Social Bicycles Inc.
- Trade name: JUMP
- Industry: Shared mobility
- Founded: 2010; 16 years ago
- Founder: Ryan Rzepecki
- Defunct: 2020; 6 years ago
- Fate: Acquired by Lime $170M
- Headquarters: San Francisco, California, United States
- Areas served: 12 US cities, Auckland, Wellington, Berlin, Lisbon, London, Montréal, Munich, Paris, Rome, Melbourne
- Services: Bicycle sharing; Scooter sharing;
- Parent: Uber (2017–2020);

= Jump (transportation company) =

Former American bikeshare system

Jump (stylized as JUMP) was a dockless scooter and electric bicycle sharing system operating in the United States, New Zealand, Canada, France, Germany, Portugal, the United Kingdom, Mexico and Australia. The bikes were a bright red orange and weighed 70 lb. Riders unlocked bikes using the Uber app and were charged to their Uber account.

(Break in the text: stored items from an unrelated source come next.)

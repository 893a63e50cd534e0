//! The boundary to the external item store.
//!
//! The store owns persistence, sorting and filtering. The scroll core only
//! asks it for contiguous slices of the current order and for the size of
//! that order; both calls may be issued concurrently from fetch workers.
use std::{fmt, sync::Arc};

use crate::error::StoreError;

/// Smallest aspect ratio accepted by layout.
pub const MIN_ASPECT_RATIO: f32 = 0.01;
/// Largest aspect ratio accepted by layout.
pub const MAX_ASPECT_RATIO: f32 = 100.0;

/// Attribute the dataset is ordered by.
#[derive(Debug, Clone, Copy, PartialEq, Eq, Hash, Default)]
pub enum SortKey {
    /// File modification time.
    #[default]
    ModifiedTime,
    /// File name.
    FileName,
    /// Intrinsic aspect ratio.
    AspectRatio,
    /// User rating.
    Rating,
}

/// Direction of the dataset order.
#[derive(Debug, Clone, Copy, PartialEq, Eq, Hash, Default)]
pub enum SortDirection {
    /// Smallest first.
    Ascending,
    /// Largest first.
    #[default]
    Descending,
}

/// Opaque filter expression evaluated by the store.
#[derive(Clone, PartialEq, Eq, Hash)]
pub struct Filter(Arc<str>);

impl Filter {
    /// Wraps a filter expression.
    pub fn new(expression: impl Into<Arc<str>>) -> Self {
        Self(expression.into())
    }

    /// The raw expression.
    pub fn as_str(&self) -> &str {
        &self.0
    }
}

impl fmt::Debug for Filter {
    fn fmt(&self, f: &mut fmt::Formatter<'_>) -> fmt::Result {
        write!(f, "Filter({:?})", self.as_str())
    }
}

/// Sort and filter identity of a dataset view.
///
/// Two queries that compare equal describe the same ordering, so pages
/// fetched under one are valid under the other.
#[derive(Debug, Clone, PartialEq, Eq, Hash, Default)]
pub struct ViewQuery {
    /// Sort attribute.
    pub sort: SortKey,
    /// Sort direction.
    pub direction: SortDirection,
    /// Optional filter.
    pub filter: Option<Filter>,
}

impl ViewQuery {
    /// Query with the given order and no filter.
    pub fn sorted(sort: SortKey, direction: SortDirection) -> Self {
        Self {
            sort,
            direction,
            filter: None,
        }
    }

    /// Adds a filter to the query.
    pub fn with_filter(mut self, filter: Filter) -> Self {
        self.filter = Some(filter);
        self
    }
}

/// Opaque reference to whatever the renderer draws for an item.
#[derive(Debug, Clone, Copy, PartialEq, Eq, Hash)]
pub struct PayloadId(pub u64);

/// One dataset entry.
#[derive(Debug, Clone, Copy, PartialEq)]
pub struct Item {
    /// Rank of the item in the current sort/filter order.
    pub index: u64,
    /// Width divided by height, as reported by the store.
    pub aspect_ratio: f32,
    /// Render payload.
    pub payload: PayloadId,
}

impl Item {
    /// Creates an item.
    pub fn new(index: u64, aspect_ratio: f32, payload: PayloadId) -> Self {
        Self {
            index,
            aspect_ratio,
            payload,
        }
    }

    /// Aspect ratio safe to divide by.
    ///
    /// Non-finite and non-positive ratios fall back to square.
    pub fn sanitized_aspect_ratio(&self) -> f32 {
        if !self.aspect_ratio.is_finite() || self.aspect_ratio <= 0.0 {
            1.0
        } else {
            self.aspect_ratio.clamp(MIN_ASPECT_RATIO, MAX_ASPECT_RATIO)
        }
    }
}

/// Paginated access to the sorted and filtered dataset.
///
/// Implementations must be callable from several threads at once and must
/// not have side effects visible to the caller.
pub trait PageStore: Send + Sync {
    /// Returns up to `count` items starting at rank `offset`.
    ///
    /// A short (or empty) result means the end of the order was reached.
    fn fetch(&self, offset: u64, count: usize, query: &ViewQuery)
    -> Result<Vec<Item>, StoreError>;

    /// Returns the number of items matching `query`.
    fn count(&self, query: &ViewQuery) -> Result<u64, StoreError>;
}

impl<S: PageStore + ?Sized> PageStore for Arc<S> {
    fn fetch(
        &self,
        offset: u64,
        count: usize,
        query: &ViewQuery,
    ) -> Result<Vec<Item>, StoreError> {
        (**self).fetch(offset, count, query)
    }

    fn count(&self, query: &ViewQuery) -> Result<u64, StoreError> {
        (**self).count(query)
    }
}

Each Jump bike had a 250-watt electric motor which powered the front wheel. Jump employees swapped out the battery packs every three days. At the end of a ride, the bikes had to be locked to a sidewalk bicycle rack.

Uber acquired the company in April 2018, and expansion into European markets began in June that year. In May 2020, Lime took over the Jump business as part of an investment deal with Uber.

==History==
Jump was founded as Social Bicycles, Inc. in 2010, and launched its bikes in 2013. By 2018 it had deployed 15,000 bikes in six countries, with users making over 5 million rides. The company rebranded as Jump in January 2018.

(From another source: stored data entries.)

#[cfg(test)]
mod tests {
    use std::time::Duration;

    use super::*;
    use crate::{
        store::{Filter, Item, PayloadId},
        testing::ScriptedStore,
    };

    fn config() -> MasonryConfig {
        MasonryConfig::default()
            .page_size(10)
            .retry_base_delay(Duration::from_millis(1))
    }

    fn open(store: &Arc<ScriptedStore>, config: MasonryConfig) -> Coordinator {
        Coordinator::open(store.clone(), config, ViewQuery::default(), 847.0, 600.0)
            .expect("coordinator")
    }

    fn pump_until(coordinator: &mut Coordinator, mut done: impl FnMut(&Coordinator) -> bool) {
        let deadline = Instant::now() + Duration::from_secs(5);
        while Instant::now() < deadline {
            coordinator.pump(Instant::now());
            if done(coordinator) {
                return;
            }
            std::thread::sleep(Duration::from_millis(2));
        }
        panic!("coordinator did not reach expected state: {:?}", coordinator.stats());
    }

    #[test]
    fn open_plans_first_window() {
        let store = Arc::new(ScriptedStore::new(1_000, 10));
        let mut coordinator = open(&store, config());
        assert_eq!(coordinator.plan().pages(), 0..=2);
        assert_eq!(coordinator.phase(), Phase::Idle);
        pump_until(&mut coordinator, |c| c.domain().measured(0).is_some());
        let window = coordinator.visible_window();
        assert!(window.page(0).is_some());
        assert!(window.covers(0.0, 600.0));
    }

    #[test]
    fn release_settles_into_idle() {
        let store = Arc::new(ScriptedStore::new(10_000, 10));
        let mut coordinator = open(&store, config());
        coordinator.on_gesture_start();
        assert_eq!(coordinator.phase(), Phase::Dragging);
        coordinator.on_gesture_move(0.5);
        assert_eq!(coordinator.drag_preview().map(|p| p.target()), Some(500));
        coordinator.on_gesture_end();
        assert_eq!(coordinator.phase(), Phase::Releasing);
        assert_eq!(coordinator.plan().pages(), 498..=502);

        pump_until(&mut coordinator, |c| c.domain().measured(500).is_some());
        let mut later = Instant::now();
        for _ in 0..5 {
            later += Duration::from_secs(1);
            coordinator.pump(later);
            if coordinator.phase() == Phase::Idle {
                break;
            }
        }
        assert_eq!(coordinator.phase(), Phase::Idle);
    }

    /// Layout of a full page whose items all share `aspect_ratio`.
    fn uniform_page(coordinator: &Coordinator, page: u64, aspect_ratio: f32) -> DomainRevision {
        let start = page * 10;
        let items: Vec<Item> = (start..start + 10)
            .map(|index| Item::new(index, aspect_ratio, PayloadId(index)))
            .collect();
        let page = Page::new(page, coordinator.cache.generation(), items);
        DomainRevision::LayoutMeasured {
            layout: Arc::new(coordinator.engine.layout_page(&page, 0.0)),
            h_avg: coordinator.engine.h_avg(),
        }
    }

    #[test]
    fn settling_holds_back_revisions_that_move_the_anchor() {
        let store = Arc::new(ScriptedStore::new(10_000, 10));
        let mut coordinator = open(&store, config().settle_duration(Duration::from_secs(10)));
        let now = Instant::now();
        // Square items match the seeded estimate, so these fold without moving anything.
        let first = uniform_page(&coordinator, 10, 1.0);
        coordinator.submit(first, now).expect("page 10");
        let second = uniform_page(&coordinator, 12, 1.0);
        coordinator.submit(second, now).expect("page 12");
        assert_eq!(coordinator.domain().band_pages(), Some(10..=12));
        assert!(coordinator.domain().measured(11).is_none());

        let offset = coordinator.domain().page_span(12).top + 10.0;
        coordinator.domain.scroll_to(offset);
        coordinator.enter(Phase::Settling);
        coordinator.settle_deadline = Some(now + Duration::from_millis(1));

        // Twice as tall as its placeholder, above the anchor.
        let later = now + Duration::from_millis(5);
        let tall = uniform_page(&coordinator, 11, 0.5);
        coordinator.submit(tall, later).expect("deferred");
        assert_eq!(coordinator.stats().deferred_revisions, 1);
        assert_eq!(coordinator.domain().offset(), offset);
        assert!(coordinator.domain().measured(11).is_none());
        assert_eq!(
            coordinator.settle_deadline,
            Some(later + Duration::from_secs(10))
        );

        // Below the anchor: applied at once.
        let below = uniform_page(&coordinator, 13, 0.5);
        coordinator.submit(below, later).expect("page 13");
        assert!(coordinator.domain().measured(13).is_some());
        assert_eq!(coordinator.domain().offset(), offset);
        assert_eq!(coordinator.stats().deferred_revisions, 1);

        let extent = coordinator.domain().extent();
        coordinator.on_scroll(coordinator.scroll_range().fraction());
        assert_eq!(coordinator.phase(), Phase::Idle);
        assert_eq!(coordinator.stats().deferred_revisions, 0);
        assert!(coordinator.domain().measured(11).is_some());
        assert!(coordinator.domain().extent() > extent);
    }

    #[test]
    fn failed_recount_recovers_with_a_blocking_count() {
        let store = Arc::new(ScriptedStore::new(1_000, 10));
        let mut coordinator = open(&store, config());
        pump_until(&mut coordinator, |c| c.domain().measured(0).is_some());
        let counts = store.count_calls();

        store.set_total(250);
        store.fail_counts(3);
        coordinator.set_query(ViewQuery::default().with_filter(Filter::new("rating>3")));
        pump_until(&mut coordinator, |c| c.stats().recoveries > 0);

        let stats = coordinator.stats();
        assert_eq!(stats.phase, Phase::Idle);
        assert_eq!(stats.recoveries, 1);
        assert_eq!(stats.total_items, 250);
        assert!(!coordinator.awaiting_count);
        // Three background attempts, then the blocking count.
        assert_eq!(store.count_calls(), counts + 4);
        assert!(coordinator.domain().measured(0).is_some());
        assert_eq!(coordinator.plan().pages(), 0..=2);
    }

    #[test]
    fn drag_does_not_revise_domain() {
        let store = Arc::new(ScriptedStore::new(10_000, 10));
        let mut coordinator = open(&store, config());
        coordinator.on_gesture_start();
        let before = coordinator.domain().snapshot();
        std::thread::sleep(Duration::from_millis(50));
        coordinator.pump(Instant::now());
        coordinator.on_gesture_move(0.2);
        assert_eq!(coordinator.domain().snapshot(), before);
        assert!(coordinator.domain().band_pages().is_none());
    }

    #[test]
    fn query_change_recounts_and_restarts_from_top() {
        let store = Arc::new(ScriptedStore::new(1_000, 10));
        let mut coordinator = open(&store, config());
        pump_until(&mut coordinator, |c| c.domain().measured(0).is_some());
        let generation = coordinator.stats().cache.generation;

        store.set_total(250);
        coordinator.set_query(ViewQuery::default().with_filter(Filter::new("rating>3")));
        assert_eq!(coordinator.stats().total_items, 0);
        assert!(coordinator.visible_window().is_empty());

        pump_until(&mut coordinator, |c| c.domain().measured(0).is_some());
        let stats = coordinator.stats();
        assert_eq!(stats.total_items, 250);
        assert_eq!(stats.cache.generation, generation + 1);
        assert_eq!(coordinator.plan().pages(), 0..=2);
    }

    #[test]
    fn unresolved_window_times_out_into_recovery() {
        let store = Arc::new(ScriptedStore::new(1_000, 10).with_latency(Duration::from_millis(100)));
        let mut coordinator = open(&store, config().window_timeout(Duration::from_millis(10)));
        coordinator.pump(Instant::now() + Duration::from_secs(1));
        let stats = coordinator.stats();
        assert_eq!(stats.recoveries, 1);
        assert_eq!(stats.phase, Phase::Idle);
        assert!(coordinator.domain().measured(0).is_some());
    }

    #[test]
    fn inconsistent_layout_forces_recovery_from_measured_data() {
        let store = Arc::new(ScriptedStore::new(1_000, 10).with_aspect_ratio(0.25));
        let mut coordinator = open(&store, config().layout_tolerance(1.5));
        pump_until(&mut coordinator, |c| c.stats().recoveries > 0);
        pump_until(&mut coordinator, |c| c.domain().measured(0).is_some());
        // Seeded at one square row, re-derived from 800px items.
        assert!(coordinator.stats().h_avg > 800.0);
        assert_eq!(coordinator.phase(), Phase::Idle);
    }
}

In February 2018, Uber reached a deal to allow riders in San Francisco to access Jump's fleet of e-bikes in the Uber app. Two months later, Uber acquired Jump Bikes for a reported US$200 million. After the acquisition, Jump's CEO announced the company was planning an expansion into Europe, which began in June 2018.

In October 2018, Jump began rolling out its scooter-sharing system in Santa Monica, California in addition to e-bikes. By then, Jump operated 4,000 bicycles across 13 cities.

In December 2018, Jump announced plans to update their bikes with new features including a front computer, improved electric-assist, and a swappable battery starting in January of the following year.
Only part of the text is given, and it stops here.